If he was born to obscurity, his fame at its zenith became immense.

According to the anthology “Contemporary Authors,” each day about 40,000 people buy his novels, which brought him total sales of 750 million copies worldwide. “Carpetbaggers” alone has been through more than 70 printings and has sold 8 million copies. “Stranger” and “Dreams Die First” have each topped 3 million.

Success did not humble him one iota. He called himself the “best novelist alive . . . you can find my books anywhere in the world in any language.”

Before his illness he also could have been a character out of his own novels, throwing out words like “fabulous” and “baby” as the prime seasonings of his conversation. He enjoyed fame on film as well as the printed page. Many of the books became motion pictures, including “The Carpetbaggers” and a spinoff, “Nevada Smith.”
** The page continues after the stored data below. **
//! TV schedule data model.
//!
//! Everything here is built once per run by the scrape pipeline, rendered,
//! and dropped. Nothing is persisted.

use chrono::NaiveDate;
use serde::{Deserialize, Serialize};

/// A TV station's listing page.
#[derive(Debug, Clone, PartialEq, Eq, Serialize, Deserialize)]
pub struct Channel {
    /// Display name, also used for the report file name.
    pub name: String,
    /// Site-relative path of the listing page (e.g. `/program-tv/stacje/TVP-1`).
    pub url: String,
}

impl Channel {
    pub fn new(name: impl Into<String>, url: impl Into<String>) -> Self {
        Self { name: name.into(), url: url.into() }
    }
}

/// One programme on a channel's listing.
#[derive(Debug, Clone, PartialEq, Eq, Serialize, Deserialize)]
pub struct ScheduleEntry {
    /// Start time, zero-padded to `HH:MM`. Never empty.
    pub time: String,
    /// Genre as shown by the site; empty when absent.
    pub category: String,
    /// Title with episode brackets already rewritten.
    pub title: String,
}

/// All entries for one calendar day, in page order.
#[derive(Debug, Clone, PartialEq, Eq)]
pub struct DayBlock {
    pub date: NaiveDate,
    /// Localized header line, e.g. `Dzisiaj, czwartek, 11 kwietnia 2024`.
    pub label: String,
    pub entries: Vec<ScheduleEntry>,
}

/// Per-channel diagnostic record, collected for the email report.
#[derive(Debug, Clone, Default, PartialEq, Eq, Serialize, Deserialize)]
pub struct RunInfo {
    pub name: String,
    pub url: String,
    /// Days attempted, including one that failed.
    pub days: usize,
    /// Entry lines produced across all days.
    pub lines: usize,
    /// Raw item count (ads and headers included) of the last fetched day.
    pub listing_len: usize,
    /// Last dated URL attempted.
    #[serde(skip_serializing_if = "Option::is_none")]
    pub dated_url: Option<String>,
    /// Why the channel stopped early, if it did.
    #[serde(skip_serializing_if = "Option::is_none")]
    pub aborted: Option<String>,
}

impl RunInfo {
    pub fn new(channel: &Channel) -> Self {
        Self { name: channel.name.clone(), url: channel.url.clone(), ..Default::default() }
    }

    pub fn is_aborted(&self) -> bool {
        self.aborted.is_some()
    }
}

/// Outcome of scraping one channel.
///
/// Always carries whatever day blocks were gathered; `info.aborted` tells
/// whether the report is complete.
#[derive(Debug, Clone)]
pub struct ChannelReport {
    pub channel: Channel,
    pub days: Vec<DayBlock>,
    pub info: RunInfo,
}

impl ChannelReport {
    pub fn is_complete(&self) -> bool {
        !self.info.is_aborted()
    }
}

/// Run-wide counters, reported at the end of the email body.
#[derive(Debug, Clone, Default, PartialEq, Eq, Serialize, Deserialize)]
pub struct RunStats {
    /// Channels processed.
    pub counter: usize,
    /// Channels that stopped early.
    pub aborted: usize,
    #[serde(skip_serializing_if = "Option::is_none")]
    pub date: Option<NaiveDate>,
}

impl RunStats {
    pub fn record(&mut self, info: &RunInfo) {
        self.counter += 1;
        if info.is_aborted() {
            self.aborted += 1;
        }
    }
}
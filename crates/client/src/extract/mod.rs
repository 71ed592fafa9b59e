//! Listing extraction from fetched HTML.
//!
//! ### TV listings
//! - `links`: the station index, one `Channel` per `#stations-index > a`.
//! - `listing`: one day of a channel, `ul.stationItems > li` items turned
//!   into `ScheduleEntry` rows (ads and untimed items dropped).
//!
//! ### Bus timetables
//! - `table`: every `<table>` of the page as a cell grid, read by fixed
//!   table/column offsets into `StopMeta` and `TimetableEntry` rows.
//!
//! ### Output Normalization
//! - `normalize`: episode bracket rewriting, time padding, Polish dates.

pub mod links;
pub mod listing;
pub mod normalize;
pub mod table;

pub use links::extract_channels;
pub use listing::{Listing, extract_listing};
pub use normalize::{day_header, format_date_pl, format_entry, normalize_title, pad_time};
pub use table::{Table, extract_meta, extract_timetable, parse_tables};

use scraper::ElementRef;

/// Collapse runs of whitespace to single spaces and trim.
pub(crate) fn collapse_ws(text: &str) -> String {
    text.split_whitespace().collect::<Vec<_>>().join(" ")
}

/// All text under an element, whitespace-collapsed.
pub(crate) fn element_text(element: ElementRef<'_>) -> String {
    collapse_ws(&element.text().collect::<String>())
}

#[cfg(test)]
mod tests {
    use super::*;
    use scraper::{Html, Selector};

    #[test]
    fn test_collapse_ws() {
        assert_eq!(collapse_ws("  Fakty \n\t wieczorne  "), "Fakty wieczorne");
        assert_eq!(collapse_ws("   "), "");
    }

    #[test]
    fn test_element_text_joins_inline_children() {
        let html = Html::parse_fragment("<p>Fa<b>kty</b>\n  <i>TVN</i></p>");
        let selector = Selector::parse("p").unwrap();
        let p = html.select(&selector).next().unwrap();
        assert_eq!(element_text(p), "Fakty TVN");
    }
}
He toured the world on an 85-foot yacht “with two beautiful French whores I hired as decorations,” he told The Times. But because of divorce, failing health and a propensity for spending beyond his means, he sometimes lost much of what he had.

The failures returned him to familiar ground.

When he was 15 he left the home of the Rubins, the family that had adopted him, to take on a series of odd and sometimes questionable jobs in New York. He shortly found his first prosperity in the food business, buying options on farmers’ crops and selling them to canning companies. At age 20 the product of poverty had become a successful businessman--a millionaire, he said.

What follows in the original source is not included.